EXERCISE INSTRUCTIONS:
Could the entries below be retyped exactly and in full?

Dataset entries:
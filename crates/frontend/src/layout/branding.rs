use crate::shared::dom;
use wasm_bindgen::prelude::*;

const SITE_NAME_SELECTOR: &str = ".site-name";
const ICON_CLASS: &str = "site-name-icon";
const ICON_GLYPH: &str = "\u{1F4BB}";

/// Prefix the `.site-name` heading with a decorative icon. Optional markup.
pub fn decorate_site_name() -> Result<(), JsValue> {
    let document = dom::document()?;
    let Some(site_name) = document.query_selector(SITE_NAME_SELECTOR)? else {
        log::debug!("'{}' not found, skipping icon", SITE_NAME_SELECTOR);
        return Ok(());
    };
    if site_name.query_selector(&format!(".{}", ICON_CLASS))?.is_some() {
        return Ok(());
    }

    let icon = dom::create_with_text(&document, "span", ICON_CLASS, Some(ICON_GLYPH))?;
    icon.set_attribute("aria-hidden", "true")?;
    site_name.insert_before(&icon, site_name.first_child().as_ref())?;
    Ok(())
}
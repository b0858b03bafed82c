//! Deployment environment derived from the page host name.

use once_cell::unsync::OnceCell;

const DEVELOPMENT_HOSTS: [&str; 2] = ["localhost", "127.0.0.1"];

pub const DEV_API_BASE_URL: &str = "http://localhost:5000";
pub const PROD_API_BASE_URL: &str = "https://techsuppliers.onrender.com";
pub const PROD_ASSET_BASE_PATH: &str = "/img";

#[derive(Debug, Clone, Copy, PartialEq, Eq)]
pub struct EnvironmentConfig {
    /// Prefix for static images, empty in development.
    pub asset_base_path: &'static str,
    pub api_base_url: &'static str,
    pub is_production: bool,
}

impl EnvironmentConfig {
    /// Any host other than a local development host is treated as production.
    pub fn resolve(hostname: &str) -> Self {
        if DEVELOPMENT_HOSTS.contains(&hostname) {
            Self {
                asset_base_path: "",
                api_base_url: DEV_API_BASE_URL,
                is_production: false,
            }
        } else {
            Self {
                asset_base_path: PROD_ASSET_BASE_PATH,
                api_base_url: PROD_API_BASE_URL,
                is_production: true,
            }
        }
    }

    /// Configuration for the running page, resolved on first use.
    pub fn current() -> Self {
        thread_local! {
            static CURRENT: OnceCell<EnvironmentConfig> = const { OnceCell::new() };
        }
        CURRENT.with(|cell| {
            *cell.get_or_init(|| {
                let hostname = current_hostname();
                let config = Self::resolve(&hostname);
                log::info!(
                    "Environment: host='{}', production={}, assets='{}', api='{}'",
                    hostname,
                    config.is_production,
                    config.asset_base_path,
                    config.api_base_url
                );
                config
            })
        })
    }
}

fn current_hostname() -> String {
    web_sys::window()
        .and_then(|w| w.location().hostname().ok())
        .unwrap_or_default()
}

#[cfg(test)]
mod tests {
    use super::*;

    #[test]
    fn localhost_is_development() {
        let config = EnvironmentConfig::resolve("localhost");
        assert_eq!(config.asset_base_path, "");
        assert_eq!(config.api_base_url, DEV_API_BASE_URL);
        assert!(!config.is_production);
    }

    #[test]
    fn loopback_ip_is_development() {
        let config = EnvironmentConfig::resolve("127.0.0.1");
        assert!(!config.is_production);
        assert_eq!(config.asset_base_path, "");
    }

    #[test]
    fn other_hosts_are_production() {
        for host in ["techsuppliers.onrender.com", "example.com", "", "LOCALHOST", "0.0.0.0"] {
            let config = EnvironmentConfig::resolve(host);
            assert!(config.is_production, "{}", host);
            assert_eq!(config.asset_base_path, "/img");
            assert_eq!(config.api_base_url, PROD_API_BASE_URL);
        }
    }
}
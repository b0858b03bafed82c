pub mod app;
pub mod domain;
pub mod layout;
pub mod shared;
pub mod system;

use wasm_bindgen::prelude::*;

/// Run `f` once the document is parsed.
fn on_document_ready(f: impl FnOnce() + 'static) -> Result<(), JsValue> {
    let document = shared::dom::document()?;
    if document.ready_state() != "loading" {
        f();
        return Ok(());
    }
    let mut f = Some(f);
    shared::dom::listen(&document, "DOMContentLoaded", move |_: web_sys::Event| {
        if let Some(f) = f.take() {
            f();
        }
    })
}

#[wasm_bindgen(start)]
pub fn start() {
    system::diagnostics::init_logging();

    if let Err(e) = on_document_ready(app::boot) {
        log::error!("Page script not started: {:?}", e);
    }
}

/// Detach the image path observer, e.g. before tearing the page down in tests.
#[wasm_bindgen]
pub fn stop_image_path_observer() {
    app::stop_image_normalizer();
}
pub mod branding;
pub mod floating_actions;
pub mod left;
pub mod menu;

pub use floating_actions::FloatingActionButtons;
pub use left::SidebarToggle;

EXERCISE SOLUTION:
filename crates/frontend/src/layout/branding.rs
use crate::shared::dom;
use wasm_bindgen::prelude::*;

const SITE_NAME_SELECTOR: &str = ".site-name";
const ICON_CLASS: &str = "site-name-icon";
const ICON_GLYPH: &str = "\u{1F4BB}";

/// Prefix the `.site-name` heading with a decorative icon. Optional markup.
pub fn decorate_site_name() -> Result<(), JsValue> {
    let document = dom::document()?;
    let Some(site_name) = document.query_selector(SITE_NAME_SELECTOR)? else {
        log::debug!("'{}' not found, skipping icon", SITE_NAME_SELECTOR);
        return Ok(());
    };
    if site_name.query_selector(&format!(".{}", ICON_CLASS))?.is_some() {
        return Ok(());
    }

    let icon = dom::create_with_text(&document, "span", ICON_CLASS, Some(ICON_GLYPH))?;
    icon.set_attribute("aria-hidden", "true")?;
    site_name.insert_before(&icon, site_name.first_child().as_ref())?;
    Ok(())
}
repository b0858b03bafed82c
//! Deployment environment derived from the page host name.

use once_cell::unsync::OnceCell;

const DEVELOPMENT_HOSTS: [&str; 2] = ["localhost", "127.0.0.1"];

pub const DEV_API_BASE_URL: &str = "http://localhost:5000";
pub const PROD_API_BASE_URL: &str = "https://techsuppliers.onrender.com";
pub const PROD_ASSET_BASE_PATH: &str = "/img";

#[derive(Debug, Clone, Copy, PartialEq, Eq)]
pub struct EnvironmentConfig {
    /// Prefix for static images, empty in development.
    pub asset_base_path: &'static str,
    pub api_base_url: &'static str,
    pub is_production: bool,
}

impl EnvironmentConfig {
    /// Any host other than a local development host is treated as production.
    pub fn resolve(hostname: &str) -> Self {
        if DEVELOPMENT_HOSTS.contains(&hostname) {
            Self {
                asset_base_path: "",
                api_base_url: DEV_API_BASE_URL,
                is_production: false,
            }
        } else {
            Self {
                asset_base_path: PROD_ASSET_BASE_PATH,
                api_base_url: PROD_API_BASE_URL,
                is_production: true,
            }
        }
    }

    /// Configuration for the running page, resolved on first use.
    pub fn current() -> Self {
        thread_local! {
            static CURRENT: OnceCell<EnvironmentConfig> = const { OnceCell::new() };
        }
        CURRENT.with(|cell| {
            *cell.get_or_init(|| {
                let hostname = current_hostname();
                let config = Self::resolve(&hostname);
                log::info!(
                    "Environment: host='{}', production={}, assets='{}', api='{}'",
                    hostname,
                    config.is_production,
                    config.asset_base_path,
                    config.api_base_url
                );
                config
            })
        })
    }
}

fn current_hostname() -> String {
    web_sys::window()
        .and_then(|w| w.location().hostname().ok())
        .unwrap_or_default()
}

#[cfg(test)]
mod tests {
    use super::*;

    #[test]
    fn localhost_is_development() {
        let config = EnvironmentConfig::resolve("localhost");
        assert_eq!(config.asset_base_path, "");
        assert_eq!(config.api_base_url, DEV_API_BASE_URL);
        assert!(!config.is_production);
    }

    #[test]
    fn loopback_ip_is_development() {
        let config = EnvironmentConfig::resolve("127.0.0.1");
        assert!(!config.is_production);
        assert_eq!(config.asset_base_path, "");
    }

    #[test]
    fn other_hosts_are_production() {
        for host in ["techsuppliers.onrender.com", "example.com", "", "LOCALHOST", "0.0.0.0"] {
            let config = EnvironmentConfig::resolve(host);
            assert!(config.is_production, "{}", host);
            assert_eq!(config.asset_base_path, "/img");
            assert_eq!(config.api_base_url, PROD_API_BASE_URL);
        }
    }
}
repository b0858b03bafed82c
pub mod app;
pub mod domain;
pub mod layout;
pub mod shared;
pub mod system;

use wasm_bindgen::prelude::*;

/// Run `f` once the document is parsed.
fn on_document_ready(f: impl FnOnce() + 'static) -> Result<(), JsValue> {
    let document = shared::dom::document()?;
    if document.ready_state() != "loading" {
        f();
        return Ok(());
    }
    let mut f = Some(f);
    shared::dom::listen(&document, "DOMContentLoaded", move |_: web_sys::Event| {
        if let Some(f) = f.take() {
            f();
        }
    })
}

#[wasm_bindgen(start)]
pub fn start() {
    system::diagnostics::init_logging();

    if let Err(e) = on_document_ready(app::boot) {
        log::error!("Page script not started: {:?}", e);
    }
}

/// Detach the image path observer, e.g. before tearing the page down in tests.
#[wasm_bindgen]
pub fn stop_image_path_observer() {
    app::stop_image_normalizer();
}
pub mod branding;
pub mod floating_actions;
pub mod left;
pub mod menu;

pub use floating_actions::FloatingActionButtons;
pub use left::SidebarToggle;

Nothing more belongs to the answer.